Trois mots — résistance — qui, depuis Marseille, prennent tout leur sel.
Le signal niçois
Le journal économique braque son projecteur sur la métropole voisine, et le moins que l'on puisse dire, c'est que la formule n'a rien d'anodin. Sans détailler dans son angle le champ de bataille exact — pression des fonds? ciseaux tarifaires? absorption par de grands réseaux? — La Tribune acte une posture: les hôteliers indépendants niçois ne se laissent pas absorber sans réagir. Pour l'observateur marseillais, le message est limpide: quand la ville d'à côté se cabre, c'est que la mécanique d'investissement pousse à un point d'inflexion. Reste la question de méthode — résister en verrouillant le capital, en se regroupant, en refusant certaines ventes? Le journal ouvre la séquence; il appartiendra aux professionnels de la prolonger.
Le contexte macroéconomique, enfin plus respirable
L'éclairage de La Tribune s'inscrit dans un décor macroéconomique plus favorable qu'il ne l'était ces derniers mois. La France a terminé juin à 2 % d'inflation, contre 2,8 % en moyenne pour la zone euro — un écart qui tient principalement à l'énergie. Pour un hôtel indépendant, dont la charge énergétique pèse structurellement plus que pour un grand groupe aux contrats cadres négociés, ce différentiel n'est pas cosmétique: il redonne de la marge, précisément au moment où la rénovation devient un impératif. La BCE, elle, rend sa décision de politique monétaire le jeudi 23 juillet. Vigilance de mise: un retournement de taux relancerait mécaniquement l'appétit des fonds pour les adresses touristiques du littoral — et donc pour Marseille, dans la foulée.

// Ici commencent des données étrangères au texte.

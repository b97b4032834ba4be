//! User identity records.

use std::fmt;
use std::str::FromStr;

use chrono::{DateTime, Utc};
use serde::{Deserialize, Serialize};
use uuid::Uuid;
use warden_core::AuthError;

#[derive(Debug, Clone, Copy, PartialEq, Eq, Default, Serialize, Deserialize)]
#[serde(rename_all = "lowercase")]
pub enum Role {
    #[default]
    User,
    Admin,
}

impl Role {
    pub fn as_str(&self) -> &'static str {
        match self {
            Role::User => "user",
            Role::Admin => "admin",
        }
    }
}

impl fmt::Display for Role {
    fn fmt(&self, f: &mut fmt::Formatter<'_>) -> fmt::Result {
        f.write_str(self.as_str())
    }
}

impl FromStr for Role {
    type Err = AuthError;

    fn from_str(s: &str) -> Result<Self, Self::Err> {
        match s {
            "user" => Ok(Role::User),
            "admin" => Ok(Role::Admin),
            _ => Err(AuthError::InvalidRole),
        }
    }
}

/// How an account was created. Only `Plain` accounts hold a password and may
/// change their credentials through the verified-update flows.
#[derive(Debug, Clone, Copy, PartialEq, Eq, Serialize, Deserialize)]
#[serde(rename_all = "lowercase")]
pub enum SignupMethod {
    Plain,
    Github,
    Google,
}

impl SignupMethod {
    pub fn as_str(&self) -> &'static str {
        match self {
            SignupMethod::Plain => "plain",
            SignupMethod::Github => "github",
            SignupMethod::Google => "google",
        }
    }
}

impl fmt::Display for SignupMethod {
    fn fmt(&self, f: &mut fmt::Formatter<'_>) -> fmt::Result {
        f.write_str(self.as_str())
    }
}

impl FromStr for SignupMethod {
    type Err = AuthError;

    fn from_str(s: &str) -> Result<Self, Self::Err> {
        match s {
            "plain" => Ok(SignupMethod::Plain),
            "github" => Ok(SignupMethod::Github),
            "google" => Ok(SignupMethod::Google),
            _ => Err(AuthError::InvalidSignupMethod),
        }
    }
}

/// A user as returned to callers. Never carries credentials or tokens.
#[derive(Debug, Clone, PartialEq, Eq, Serialize, Deserialize)]
pub struct User {
    pub id: Uuid,
    pub username: String,
    pub email: String,
    pub role: Role,
    pub signup_method: SignupMethod,
    pub is_verified: bool,
    pub created_at: DateTime<Utc>,
}

/// Input to `UserStore::add_user`. The user row and its credential row are
/// written in one transaction.
#[derive(Debug, Clone)]
pub struct NewUser {
    pub username: String,
    /// Already lower-cased.
    pub email: String,
    /// `None` for federated accounts.
    pub password_hash: Option<String>,
    pub role: Role,
    pub signup_method: SignupMethod,
    pub is_verified: bool,
}

/// Result of a credential lookup at login.
#[derive(Debug, Clone)]
pub struct UserCredentials {
    pub id: Uuid,
    pub password_hash: Option<String>,
}

#[cfg(test)]
mod tests {
    use super::*;

    #[test]
    fn test_role_round_trip() {
        for role in [Role::User, Role::Admin] {
            assert_eq!(role.as_str().parse::<Role>().unwrap(), role);
        }
        assert!(matches!("root".parse::<Role>(), Err(AuthError::InvalidRole)));
    }

    #[test]
    fn test_signup_method_parse() {
        assert_eq!("github".parse::<SignupMethod>().unwrap(), SignupMethod::Github);
        assert!("twitter".parse::<SignupMethod>().is_err());
    }

    #[test]
    fn test_user_serializes_without_secrets() {
        let user = User {
            id: Uuid::new_v4(),
            username: "alice".to_string(),
            email: "alice@x.com".to_string(),
            role: Role::User,
            signup_method: SignupMethod::Plain,
            is_verified: true,
            created_at: Utc::now(),
        };
        let json = serde_json::to_string(&user).unwrap();
        assert!(json.contains(r#""signup_method":"plain""#));
        assert!(!json.contains("password"));
    }
}
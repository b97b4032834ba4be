pub mod avatar;
pub mod controller;
pub mod router;
pub mod service;

pub use avatar::{AvatarFetcher, HttpAvatarFetcher};
pub use router::init_oauth_router;
pub use service::OAuthService;
//! Minting and validation of signed access and refresh tokens.
//!
//! Tokens are HS256 JWTs carrying `{sub, typ, iss, iat, exp, jti}`. Validation is
//! purely computational; whether a refresh token is still the *current* one is
//! decided by the session layer against the stored refresh-token slot.

use std::fmt;

use chrono::{DateTime, Duration, Utc};
use jsonwebtoken::errors::ErrorKind;
use jsonwebtoken::{Algorithm, DecodingKey, EncodingKey, Header, Validation, decode, encode};
use uuid::Uuid;

use warden_config::JwtConfig;
use warden_core::AuthError;

use crate::claims::{TokenClaims, TokenKind, TokenPair};

#[derive(Clone)]
pub struct TokenCodec {
    config: JwtConfig,
    encoding_key: EncodingKey,
    decoding_key: DecodingKey,
}

impl fmt::Debug for TokenCodec {
    fn fmt(&self, f: &mut fmt::Formatter<'_>) -> fmt::Result {
        f.debug_struct("TokenCodec")
            .field("issuer", &self.config.issuer)
            .field("access_token_expiry", &self.config.access_token_expiry)
            .field("refresh_token_expiry", &self.config.refresh_token_expiry)
            .finish_non_exhaustive()
    }
}

impl TokenCodec {
    pub fn new(config: JwtConfig) -> Self {
        let encoding_key = EncodingKey::from_secret(config.secret.as_bytes());
        let decoding_key = DecodingKey::from_secret(config.secret.as_bytes());
        Self {
            config,
            encoding_key,
            decoding_key,
        }
    }

    pub fn config(&self) -> &JwtConfig {
        &self.config
    }

    /// Mints a token of `kind` for `user_id` that expires at `expires_at`.
    ///
    /// # Errors
    ///
    /// Returns [`AuthError::Internal`] if encoding fails.
    pub fn mint(
        &self,
        user_id: Uuid,
        kind: TokenKind,
        expires_at: DateTime<Utc>,
    ) -> Result<String, AuthError> {
        let claims = TokenClaims {
            sub: user_id.to_string(),
            typ: kind,
            iss: self.config.issuer.clone(),
            iat: Utc::now().timestamp().max(0) as usize,
            exp: expires_at.timestamp().max(0) as usize,
            jti: Uuid::new_v4().to_string(),
        };

        encode(&Header::new(Algorithm::HS256), &claims, &self.encoding_key).map_err(|e| {
            AuthError::internal(anyhow::anyhow!("Failed to create {} token: {}", kind, e))
        })
    }

    /// Mints an access token and a refresh token with the configured lifetimes.
    pub fn mint_pair(&self, user_id: Uuid) -> Result<TokenPair, AuthError> {
        let now = Utc::now();
        let access_token = self.mint(
            user_id,
            TokenKind::Access,
            now + Duration::seconds(self.config.access_token_expiry),
        )?;
        let refresh_token = self.mint(
            user_id,
            TokenKind::Refresh,
            now + Duration::seconds(self.config.refresh_token_expiry),
        )?;

        Ok(TokenPair {
            access_token,
            refresh_token,
        })
    }

    /// Validates a token and returns its subject and kind.
    ///
    /// # Errors
    ///
    /// - [`AuthError::EmptyToken`] for an empty string
    /// - [`AuthError::InvalidIssuer`] when `iss` is not this service's issuer
    /// - [`AuthError::InvalidToken`] when the token is malformed, badly signed,
    ///   expired, or names the nil user
    pub fn validate(&self, token: &str) -> Result<(Uuid, TokenKind), AuthError> {
        if token.is_empty() {
            return Err(AuthError::EmptyToken);
        }

        let mut validation = Validation::new(Algorithm::HS256);
        validation.leeway = 0;
        validation.set_issuer(&[self.config.issuer.as_str()]);
        validation.set_required_spec_claims(&["exp", "iss", "sub"]);

        let data = decode::<TokenClaims>(token, &self.decoding_key, &validation).map_err(|e| {
            match e.kind() {
                ErrorKind::InvalidIssuer => AuthError::InvalidIssuer,
                _ => AuthError::InvalidToken,
            }
        })?;

        let user_id = Uuid::parse_str(&data.claims.sub).map_err(|_| AuthError::InvalidToken)?;
        if user_id.is_nil() {
            return Err(AuthError::InvalidToken);
        }

        Ok((user_id, data.claims.typ))
    }

    /// Validates a token and requires it to be of `expected` kind.
    pub fn validate_kind(&self, token: &str, expected: TokenKind) -> Result<Uuid, AuthError> {
        let (user_id, kind) = self.validate(token)?;
        if kind != expected {
            return Err(AuthError::InvalidTokenType);
        }
        Ok(user_id)
    }
}

#[cfg(test)]
mod tests {
    use super::*;

    fn get_test_jwt_config() -> JwtConfig {
        JwtConfig {
            secret: "test-secret-key-at-least-32-characters-long".to_string(),
            issuer: "warden-test".to_string(),
            access_token_expiry: 900,
            refresh_token_expiry: 604800,
        }
    }

    #[test]
    fn test_mint_pair_round_trip() {
        let codec = TokenCodec::new(get_test_jwt_config());
        let user_id = Uuid::new_v4();

        let pair = codec.mint_pair(user_id).unwrap();

        assert_eq!(
            codec.validate(&pair.access_token).unwrap(),
            (user_id, TokenKind::Access)
        );
        assert_eq!(
            codec.validate(&pair.refresh_token).unwrap(),
            (user_id, TokenKind::Refresh)
        );
    }

    #[test]
    fn test_validate_kind_rejects_confusion() {
        let codec = TokenCodec::new(get_test_jwt_config());
        let pair = codec.mint_pair(Uuid::new_v4()).unwrap();

        assert!(matches!(
            codec.validate_kind(&pair.access_token, TokenKind::Refresh),
            Err(AuthError::InvalidTokenType)
        ));
        assert!(matches!(
            codec.validate_kind(&pair.refresh_token, TokenKind::Access),
            Err(AuthError::InvalidTokenType)
        ));
    }

    #[test]
    fn test_empty_token() {
        let codec = TokenCodec::new(get_test_jwt_config());
        assert!(matches!(codec.validate(""), Err(AuthError::EmptyToken)));
    }

    #[test]
    fn test_expired_token() {
        let codec = TokenCodec::new(get_test_jwt_config());
        let token = codec
            .mint(
                Uuid::new_v4(),
                TokenKind::Access,
                Utc::now() - Duration::minutes(10),
            )
            .unwrap();
        assert!(matches!(codec.validate(&token), Err(AuthError::InvalidToken)));
    }

    #[test]
    fn test_wrong_secret() {
        let codec = TokenCodec::new(get_test_jwt_config());
        let token = codec.mint_pair(Uuid::new_v4()).unwrap().access_token;

        let other = TokenCodec::new(JwtConfig {
            secret: "different-secret-key-at-least-32-characters".to_string(),
            ..get_test_jwt_config()
        });
        assert!(matches!(other.validate(&token), Err(AuthError::InvalidToken)));
    }

    #[test]
    fn test_wrong_issuer() {
        let foreign = TokenCodec::new(JwtConfig {
            issuer: "someone-else".to_string(),
            ..get_test_jwt_config()
        });
        let token = foreign.mint_pair(Uuid::new_v4()).unwrap().access_token;

        let codec = TokenCodec::new(get_test_jwt_config());
        assert!(matches!(codec.validate(&token), Err(AuthError::InvalidIssuer)));
    }

    #[test]
    fn test_nil_subject_rejected() {
        let codec = TokenCodec::new(get_test_jwt_config());
        let token = codec
            .mint(
                Uuid::nil(),
                TokenKind::Access,
                Utc::now() + Duration::minutes(5),
            )
            .unwrap();
        assert!(matches!(codec.validate(&token), Err(AuthError::InvalidToken)));
    }

    #[test]
    fn test_malformed_tokens() {
        let codec = TokenCodec::new(get_test_jwt_config());
        for token in [
            "invalid-token",
            "not.enough.parts",
            "header.payload.",
            ".payload.signature",
        ] {
            assert!(matches!(codec.validate(token), Err(AuthError::InvalidToken)));
        }
    }

    #[test]
    fn test_same_second_tokens_differ() {
        let codec = TokenCodec::new(get_test_jwt_config());
        let user_id = Uuid::new_v4();
        let first = codec.mint_pair(user_id).unwrap();
        let second = codec.mint_pair(user_id).unwrap();
        assert_ne!(first.refresh_token, second.refresh_token);
    }
}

Ce que Marseille doit en tirer
L'indépendant marseillais regarde Nice comme on lit une jauge. Mêmes fondamentaux patrimoniaux, mêmes arbitrages entre rénovation et rentabilité, même exposition à la pression des opérateurs extérieurs. La Tribune ouvre une séquence — à nous de la lire sans complaisance, et surtout sans naïveté. Car derrière la « résistance » niçoise, c'est bien la matérialité future de l'offre qui se joue: qui, demain, tiendra les murs — et donc le récit — des hôtels de la cité phocéenne? La réponse se construit maintenant, dossier par dossier, adresse par adresse.